Surgical intervention is indicated in clinically significant MS (valve area<1.5 cm²), for symptomatic patients in cases when valve anatomy is unfavourable for percutaneous balloon commissurotomy (PMC) or in the presence of contraindications such as left atrial thrombus. The onset of pulmonary hypertension is associated with a significant increase in surgical mortality, and surgery should be performed as early as possible irrespective of the presence of symptoms. Nevertheless, pulmonary artery pressure usually decreases significantly following valve surgery and seems related to a fall in left atrial pressure and reversal of the severe spastic pulmonary vasoconstriction that accompanies left atrial hypertension in certain patients (10). Although not an absolute contraindication for surgery, the presence of severe pulmonary hypertension, dilated right heart with right heart failure and tricuspid insufficiency are predictors of poor survival after surgery.

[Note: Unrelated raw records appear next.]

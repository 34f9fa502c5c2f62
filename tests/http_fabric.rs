//! HTTP Fabric retry behavior against a real TCP socket: a stub server
//! answers the first connection with 429 and a `Retry-After` header (either
//! form RFC 7231 allows) and the second with 200, so the delay the client
//! actually waited can be measured end to end rather than asserted against
//! an internal helper.

use std::sync::atomic::{AtomicUsize, Ordering};
use std::time::{Duration, Instant};

use agent_core::config::HttpEnvConfig;
use agent_core::infrastructure::http::HttpFabric;
use chrono::Utc;
use serde_json::Value;
use tokio::io::{AsyncReadExt, AsyncWriteExt};
use tokio::net::TcpListener;

fn config(min_delay_ms: u64, backoff_mult: f64) -> HttpEnvConfig {
    HttpEnvConfig {
        max_attempts: 2,
        min_delay_ms,
        max_delay_ms: 30_000,
        jitter: 0.0,
        backoff_mult,
        retry_methods: vec!["GET".to_string()],
        rate_default_max_requests: 1000,
        rate_default_window_ms: 1000,
    }
}

/// Serves one 429 (carrying `retry_after_header`) followed by one 200, each
/// on its own connection, then stops.
async fn spawn_fabric_stub(retry_after_header: String) -> String {
    let listener = TcpListener::bind("127.0.0.1:0").await.unwrap();
    let addr = listener.local_addr().unwrap();

    tokio::spawn(async move {
        let calls = AtomicUsize::new(0);
        loop {
            let Ok((mut socket, _)) = listener.accept().await else {
                return;
            };
            let mut buf = [0u8; 1024];
            let _ = socket.read(&mut buf).await;

            let call = calls.fetch_add(1, Ordering::SeqCst);
            let response = if call == 0 {
                format!(
                    "HTTP/1.1 429 Too Many Requests\r\n{retry_after_header}\r\nContent-Length: 0\r\nConnection: close\r\n\r\n"
                )
            } else {
                "HTTP/1.1 200 OK\r\nContent-Type: application/json\r\nContent-Length: 2\r\nConnection: close\r\n\r\n{}"
                    .to_string()
            };
            let _ = socket.write_all(response.as_bytes()).await;
            let _ = socket.shutdown().await;

            if call >= 1 {
                return;
            }
        }
    });

    format!("http://{addr}/markets")
}

#[tokio::test]
async fn numeric_retry_after_overrides_a_smaller_backoff() {
    let url = spawn_fabric_stub("Retry-After: 1".to_string()).await;
    let fabric = HttpFabric::new(&config(10, 1.0));

    let start = Instant::now();
    let body: Value = fabric.get_json(&url, &[]).await.unwrap();
    let elapsed = start.elapsed();

    assert_eq!(body, Value::Object(Default::default()));
    assert!(
        elapsed >= Duration::from_millis(900),
        "expected the 1s Retry-After to win over a 10ms backoff, waited {elapsed:?}"
    );
}

#[tokio::test]
async fn http_date_retry_after_is_parsed_and_honored() {
    let target = Utc::now() + chrono::Duration::seconds(1);
    let header = format!("Retry-After: {}", target.format("%a, %d %b %Y %H:%M:%S GMT"));
    let url = spawn_fabric_stub(header).await;
    let fabric = HttpFabric::new(&config(10, 1.0));

    let start = Instant::now();
    let body: Value = fabric.get_json(&url, &[]).await.unwrap();
    let elapsed = start.elapsed();

    assert_eq!(body, Value::Object(Default::default()));
    assert!(
        elapsed >= Duration::from_millis(900),
        "expected the HTTP-date Retry-After (~1s out) to be honored, waited {elapsed:?}"
    );
}

#[tokio::test]
async fn backoff_wins_when_retry_after_is_smaller() {
    let url = spawn_fabric_stub("Retry-After: 0".to_string()).await;
    let fabric = HttpFabric::new(&config(300, 1.0));

    let start = Instant::now();
    let body: Value = fabric.get_json(&url, &[]).await.unwrap();
    let elapsed = start.elapsed();

    assert_eq!(body, Value::Object(Default::default()));
    assert!(
        elapsed >= Duration::from_millis(250),
        "expected the 300ms backoff to win over a 0s Retry-After, waited {elapsed:?}"
    );
    assert!(
        elapsed < Duration::from_millis(900),
        "backoff winning should not wait anywhere near a full second, waited {elapsed:?}"
    );
}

Technical considerations are limiting factors in patients requiring mitral valve surgery.
The use of video-assisted minimal access approach after previous cardiac surgery does not obviate the need for cardiopulmonary bypass but has shown lower than predicted mortality and strong patient satisfaction in reoperative mitral valve surgery (12). Transcatheter techniques for the mitral valve are in the early stages of development. Attempts to repair the valve by placing a suture between the leaflets to create a double orifice mitral valve by co-apting the central leaflet scallops (figure 1) have been evaluated by the Endovascular Valve Edge-to-Edge Repair Study (EVEREST) with an 85% acute procedural success (13). Annuloplasty based the principle of correction of leaflet coaptation by decreasing the size of the annulus has been performed with transcatheter techniques. Anatomical studies (14) have evaluated the procedure with devices introduced into the coronary sinus; this has been termed “indirect annuloplasty”. Experimental work has demonstrated the feasibility of transcatheter implantation of the mitral valve within an annuloplasty ring through a transatrial approach (15).
Figure 1. Cross section of the heart at the level of the atrioventricular valves. The blue line shows the site for implantation of coronary sinus devices. The yellow curve shows the site for clip placement - between the 2 leaflets.